_Brief_:
Output all the records below, word for word.

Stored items

----

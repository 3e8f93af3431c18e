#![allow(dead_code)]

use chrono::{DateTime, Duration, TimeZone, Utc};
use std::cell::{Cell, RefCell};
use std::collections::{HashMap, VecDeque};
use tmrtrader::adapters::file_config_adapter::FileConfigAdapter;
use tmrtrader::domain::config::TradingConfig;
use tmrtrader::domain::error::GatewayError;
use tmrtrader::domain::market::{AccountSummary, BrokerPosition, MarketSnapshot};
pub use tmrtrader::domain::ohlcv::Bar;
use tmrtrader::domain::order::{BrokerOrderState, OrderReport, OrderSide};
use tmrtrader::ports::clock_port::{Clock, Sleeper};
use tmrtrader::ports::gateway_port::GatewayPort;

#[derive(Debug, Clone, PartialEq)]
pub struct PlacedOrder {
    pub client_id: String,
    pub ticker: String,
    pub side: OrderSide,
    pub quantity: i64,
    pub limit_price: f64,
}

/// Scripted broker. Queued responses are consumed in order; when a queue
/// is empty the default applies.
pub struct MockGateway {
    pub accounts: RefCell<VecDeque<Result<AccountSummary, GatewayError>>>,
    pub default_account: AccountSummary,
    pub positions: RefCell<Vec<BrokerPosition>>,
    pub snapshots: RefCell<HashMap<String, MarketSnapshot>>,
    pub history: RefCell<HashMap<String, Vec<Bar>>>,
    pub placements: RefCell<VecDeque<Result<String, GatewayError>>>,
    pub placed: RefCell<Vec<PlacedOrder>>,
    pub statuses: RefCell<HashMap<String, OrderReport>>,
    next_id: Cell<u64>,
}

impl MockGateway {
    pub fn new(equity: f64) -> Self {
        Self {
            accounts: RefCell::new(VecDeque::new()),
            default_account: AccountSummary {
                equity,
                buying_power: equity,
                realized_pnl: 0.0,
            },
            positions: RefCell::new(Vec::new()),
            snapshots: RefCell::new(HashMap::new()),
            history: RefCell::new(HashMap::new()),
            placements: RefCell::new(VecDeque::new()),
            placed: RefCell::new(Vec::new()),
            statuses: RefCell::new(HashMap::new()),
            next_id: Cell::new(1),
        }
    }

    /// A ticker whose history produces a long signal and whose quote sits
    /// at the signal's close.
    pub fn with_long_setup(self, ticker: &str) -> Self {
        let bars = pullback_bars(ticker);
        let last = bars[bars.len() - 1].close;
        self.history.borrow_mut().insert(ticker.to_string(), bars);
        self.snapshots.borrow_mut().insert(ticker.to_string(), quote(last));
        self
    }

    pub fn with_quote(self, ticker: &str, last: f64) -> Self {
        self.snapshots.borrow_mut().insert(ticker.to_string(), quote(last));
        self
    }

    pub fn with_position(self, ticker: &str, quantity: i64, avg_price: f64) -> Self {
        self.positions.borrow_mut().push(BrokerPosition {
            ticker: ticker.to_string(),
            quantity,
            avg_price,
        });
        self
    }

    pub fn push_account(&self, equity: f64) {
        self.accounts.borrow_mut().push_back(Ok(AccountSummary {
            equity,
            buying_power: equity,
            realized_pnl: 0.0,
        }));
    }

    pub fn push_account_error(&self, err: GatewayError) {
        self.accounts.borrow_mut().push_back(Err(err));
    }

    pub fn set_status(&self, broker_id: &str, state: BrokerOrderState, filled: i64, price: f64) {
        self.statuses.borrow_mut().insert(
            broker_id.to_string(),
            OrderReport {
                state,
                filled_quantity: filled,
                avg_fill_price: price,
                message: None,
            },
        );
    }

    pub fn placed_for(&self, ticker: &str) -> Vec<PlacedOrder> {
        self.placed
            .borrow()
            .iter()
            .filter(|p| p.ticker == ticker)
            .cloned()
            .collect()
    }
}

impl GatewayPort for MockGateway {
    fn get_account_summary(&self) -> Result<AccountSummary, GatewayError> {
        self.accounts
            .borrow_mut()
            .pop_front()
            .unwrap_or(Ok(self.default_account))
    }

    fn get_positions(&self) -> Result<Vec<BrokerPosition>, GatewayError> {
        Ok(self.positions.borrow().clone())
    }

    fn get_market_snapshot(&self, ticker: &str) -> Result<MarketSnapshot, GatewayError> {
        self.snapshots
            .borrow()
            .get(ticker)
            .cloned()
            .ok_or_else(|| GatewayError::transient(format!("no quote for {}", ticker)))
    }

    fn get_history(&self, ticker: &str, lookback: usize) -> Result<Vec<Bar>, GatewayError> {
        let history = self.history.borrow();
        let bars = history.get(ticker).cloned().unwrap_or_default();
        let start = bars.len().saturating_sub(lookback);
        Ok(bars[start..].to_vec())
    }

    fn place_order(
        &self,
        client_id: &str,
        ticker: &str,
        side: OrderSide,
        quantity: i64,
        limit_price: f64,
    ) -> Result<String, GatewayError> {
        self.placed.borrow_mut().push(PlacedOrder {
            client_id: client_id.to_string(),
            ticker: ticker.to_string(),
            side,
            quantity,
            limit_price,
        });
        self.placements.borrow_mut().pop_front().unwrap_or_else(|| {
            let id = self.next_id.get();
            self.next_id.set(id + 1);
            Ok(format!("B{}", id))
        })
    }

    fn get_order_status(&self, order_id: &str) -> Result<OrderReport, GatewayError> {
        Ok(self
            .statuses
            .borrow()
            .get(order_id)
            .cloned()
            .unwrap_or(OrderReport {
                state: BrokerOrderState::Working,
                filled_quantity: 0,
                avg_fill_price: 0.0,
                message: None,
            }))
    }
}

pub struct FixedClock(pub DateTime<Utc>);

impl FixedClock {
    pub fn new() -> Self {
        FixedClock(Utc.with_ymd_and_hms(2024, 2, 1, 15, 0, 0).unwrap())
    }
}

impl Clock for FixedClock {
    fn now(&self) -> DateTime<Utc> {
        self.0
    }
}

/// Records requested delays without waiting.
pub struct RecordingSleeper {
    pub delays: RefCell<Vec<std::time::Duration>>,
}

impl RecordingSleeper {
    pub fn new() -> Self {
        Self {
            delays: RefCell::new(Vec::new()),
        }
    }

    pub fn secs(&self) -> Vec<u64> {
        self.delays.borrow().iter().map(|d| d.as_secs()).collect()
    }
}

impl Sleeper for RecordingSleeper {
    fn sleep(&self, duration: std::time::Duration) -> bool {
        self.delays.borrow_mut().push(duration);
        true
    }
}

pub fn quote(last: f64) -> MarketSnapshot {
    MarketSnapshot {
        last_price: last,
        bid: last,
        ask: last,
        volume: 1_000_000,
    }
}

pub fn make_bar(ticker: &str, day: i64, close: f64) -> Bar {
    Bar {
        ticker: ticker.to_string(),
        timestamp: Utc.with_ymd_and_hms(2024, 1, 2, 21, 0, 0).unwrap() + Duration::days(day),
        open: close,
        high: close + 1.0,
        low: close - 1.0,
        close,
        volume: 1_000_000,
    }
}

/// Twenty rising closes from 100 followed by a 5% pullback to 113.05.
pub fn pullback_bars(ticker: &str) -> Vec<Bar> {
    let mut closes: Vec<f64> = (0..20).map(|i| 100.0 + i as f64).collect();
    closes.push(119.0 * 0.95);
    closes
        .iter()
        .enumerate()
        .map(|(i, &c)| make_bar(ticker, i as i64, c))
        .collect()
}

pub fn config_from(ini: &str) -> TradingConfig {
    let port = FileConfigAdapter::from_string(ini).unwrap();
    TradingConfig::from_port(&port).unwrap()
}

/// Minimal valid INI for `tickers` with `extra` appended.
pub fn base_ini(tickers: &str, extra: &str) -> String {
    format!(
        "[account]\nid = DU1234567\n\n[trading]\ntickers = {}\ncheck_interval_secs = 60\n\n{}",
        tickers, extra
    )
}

----

_Written solution_:
repository 3e8f93af3431c18e
#![allow(dead_code)]

use chrono::{DateTime, Duration, TimeZone, Utc};
use std::cell::{Cell, RefCell};
use std::collections::{HashMap, VecDeque};
use tmrtrader::adapters::file_config_adapter::FileConfigAdapter;
use tmrtrader::domain::config::TradingConfig;
use tmrtrader::domain::error::GatewayError;
use tmrtrader::domain::market::{AccountSummary, BrokerPosition, MarketSnapshot};
pub use tmrtrader::domain::ohlcv::Bar;
use tmrtrader::domain::order::{BrokerOrderState, OrderReport, OrderSide};
use tmrtrader::ports::clock_port::{Clock, Sleeper};
use tmrtrader::ports::gateway_port::GatewayPort;

#[derive(Debug, Clone, PartialEq)]
pub struct PlacedOrder {
    pub client_id: String,
    pub ticker: String,
    pub side: OrderSide,
    pub quantity: i64,
    pub limit_price: f64,
}

/// Scripted broker. Queued responses are consumed in order; when a queue
/// is empty the default applies.
pub struct MockGateway {
    pub accounts: RefCell<VecDeque<Result<AccountSummary, GatewayError>>>,
    pub default_account: AccountSummary,
    pub positions: RefCell<Vec<BrokerPosition>>,
    pub snapshots: RefCell<HashMap<String, MarketSnapshot>>,
    pub history: RefCell<HashMap<String, Vec<Bar>>>,
    pub placements: RefCell<VecDeque<Result<String, GatewayError>>>,
    pub placed: RefCell<Vec<PlacedOrder>>,
    pub statuses: RefCell<HashMap<String, OrderReport>>,
    next_id: Cell<u64>,
}

impl MockGateway {
    pub fn new(equity: f64) -> Self {
        Self {
            accounts: RefCell::new(VecDeque::new()),
            default_account: AccountSummary {
                equity,
                buying_power: equity,
                realized_pnl: 0.0,
            },
            positions: RefCell::new(Vec::new()),
            snapshots: RefCell::new(HashMap::new()),
            history: RefCell::new(HashMap::new()),
            placements: RefCell::new(VecDeque::new()),
            placed: RefCell::new(Vec::new()),
            statuses: RefCell::new(HashMap::new()),
            next_id: Cell::new(1),
        }
    }

    /// A ticker whose history produces a long signal and whose quote sits
    /// at the signal's close.
    pub fn with_long_setup(self, ticker: &str) -> Self {
        let bars = pullback_bars(ticker);
        let last = bars[bars.len() - 1].close;
        self.history.borrow_mut().insert(ticker.to_string(), bars);
        self.snapshots.borrow_mut().insert(ticker.to_string(), quote(last));
        self
    }

    pub fn with_quote(self, ticker: &str, last: f64) -> Self {
        self.snapshots.borrow_mut().insert(ticker.to_string(), quote(last));
        self
    }

    pub fn with_position(self, ticker: &str, quantity: i64, avg_price: f64) -> Self {
        self.positions.borrow_mut().push(BrokerPosition {
            ticker: ticker.to_string(),
            quantity,
            avg_price,
        });
        self
    }

    pub fn push_account(&self, equity: f64) {
        self.accounts.borrow_mut().push_back(Ok(AccountSummary {
            equity,
            buying_power: equity,
            realized_pnl: 0.0,
        }));
    }

    pub fn push_account_error(&self, err: GatewayError) {
        self.accounts.borrow_mut().push_back(Err(err));
    }

    pub fn set_status(&self, broker_id: &str, state: BrokerOrderState, filled: i64, price: f64) {
        self.statuses.borrow_mut().insert(
            broker_id.to_string(),
            OrderReport {
                state,
                filled_quantity: filled,
                avg_fill_price: price,
                message: None,
            },
        );
    }

    pub fn placed_for(&self, ticker: &str) -> Vec<PlacedOrder> {
        self.placed
            .borrow()
            .iter()
            .filter(|p| p.ticker == ticker)
            .cloned()
            .collect()
    }
}

impl GatewayPort for MockGateway {
    fn get_account_summary(&self) -> Result<AccountSummary, GatewayError> {
        self.accounts
            .borrow_mut()
            .pop_front()
            .unwrap_or(Ok(self.default_account))
    }

    fn get_positions(&self) -> Result<Vec<BrokerPosition>, GatewayError> {
        Ok(self.positions.borrow().clone())
    }

    fn get_market_snapshot(&self, ticker: &str) -> Result<MarketSnapshot, GatewayError> {
        self.snapshots
            .borrow()
            .get(ticker)
            .cloned()
            .ok_or_else(|| GatewayError::transient(format!("no quote for {}", ticker)))
    }

    fn get_history(&self, ticker: &str, lookback: usize) -> Result<Vec<Bar>, GatewayError> {
        let history = self.history.borrow();
        let bars = history.get(ticker).cloned().unwrap_or_default();
        let start = bars.len().saturating_sub(lookback);
        Ok(bars[start..].to_vec())
    }

    fn place_order(
        &self,
        client_id: &str,
        ticker: &str,
        side: OrderSide,
        quantity: i64,
        limit_price: f64,
    ) -> Result<String, GatewayError> {
        self.placed.borrow_mut().push(PlacedOrder {
            client_id: client_id.to_string(),
            ticker: ticker.to_string(),
            side,
            quantity,
            limit_price,
        });
        self.placements.borrow_mut().pop_front().unwrap_or_else(|| {
            let id = self.next_id.get();
            self.next_id.set(id + 1);
            Ok(format!("B{}", id))
        })
    }

    fn get_order_status(&self, order_id: &str) -> Result<OrderReport, GatewayError> {
        Ok(self
            .statuses
            .borrow()
            .get(order_id)
            .cloned()
            .unwrap_or(OrderReport {
                state: BrokerOrderState::Working,
                filled_quantity: 0,
                avg_fill_price: 0.0,
                message: None,
            }))
    }
}

pub struct FixedClock(pub DateTime<Utc>);

impl FixedClock {
    pub fn new() -> Self {
        FixedClock(Utc.with_ymd_and_hms(2024, 2, 1, 15, 0, 0).unwrap())
    }
}

impl Clock for FixedClock {
    fn now(&self) -> DateTime<Utc> {
        self.0
    }
}

/// Records requested delays without waiting.
pub struct RecordingSleeper {
    pub delays: RefCell<Vec<std::time::Duration>>,
}

impl RecordingSleeper {
    pub fn new() -> Self {
        Self {
            delays: RefCell::new(Vec::new()),
        }
    }

    pub fn secs(&self) -> Vec<u64> {
        self.delays.borrow().iter().map(|d| d.as_secs()).collect()
    }
}

impl Sleeper for RecordingSleeper {
    fn sleep(&self, duration: std::time::Duration) -> bool {
        self.delays.borrow_mut().push(duration);
        true
    }
}

pub fn quote(last: f64) -> MarketSnapshot {
    MarketSnapshot {
        last_price: last,
        bid: last,
        ask: last,
        volume: 1_000_000,
    }
}

pub fn make_bar(ticker: &str, day: i64, close: f64) -> Bar {
    Bar {
        ticker: ticker.to_string(),
        timestamp: Utc.with_ymd_and_hms(2024, 1, 2, 21, 0, 0).unwrap() + Duration::days(day),
        open: close,
        high: close + 1.0,
        low: close - 1.0,
        close,
        volume: 1_000_000,
    }
}

/// Twenty rising closes from 100 followed by a 5% pullback to 113.05.
pub fn pullback_bars(ticker: &str) -> Vec<Bar> {
    let mut closes: Vec<f64> = (0..20).map(|i| 100.0 + i as f64).collect();
    closes.push(119.0 * 0.95);
    closes
        .iter()
        .enumerate()
        .map(|(i, &c)| make_bar(ticker, i as i64, c))
        .collect()
}

pub fn config_from(ini: &str) -> TradingConfig {
    let port = FileConfigAdapter::from_string(ini).unwrap();
    TradingConfig::from_port(&port).unwrap()
}

/// Minimal valid INI for `tickers` with `extra` appended.
pub fn base_ini(tickers: &str, extra: &str) -> String {
    format!(
        "[account]\nid = DU1234567\n\n[trading]\ntickers = {}\ncheck_interval_secs = 60\n\n{}",
        tickers, extra
    )
}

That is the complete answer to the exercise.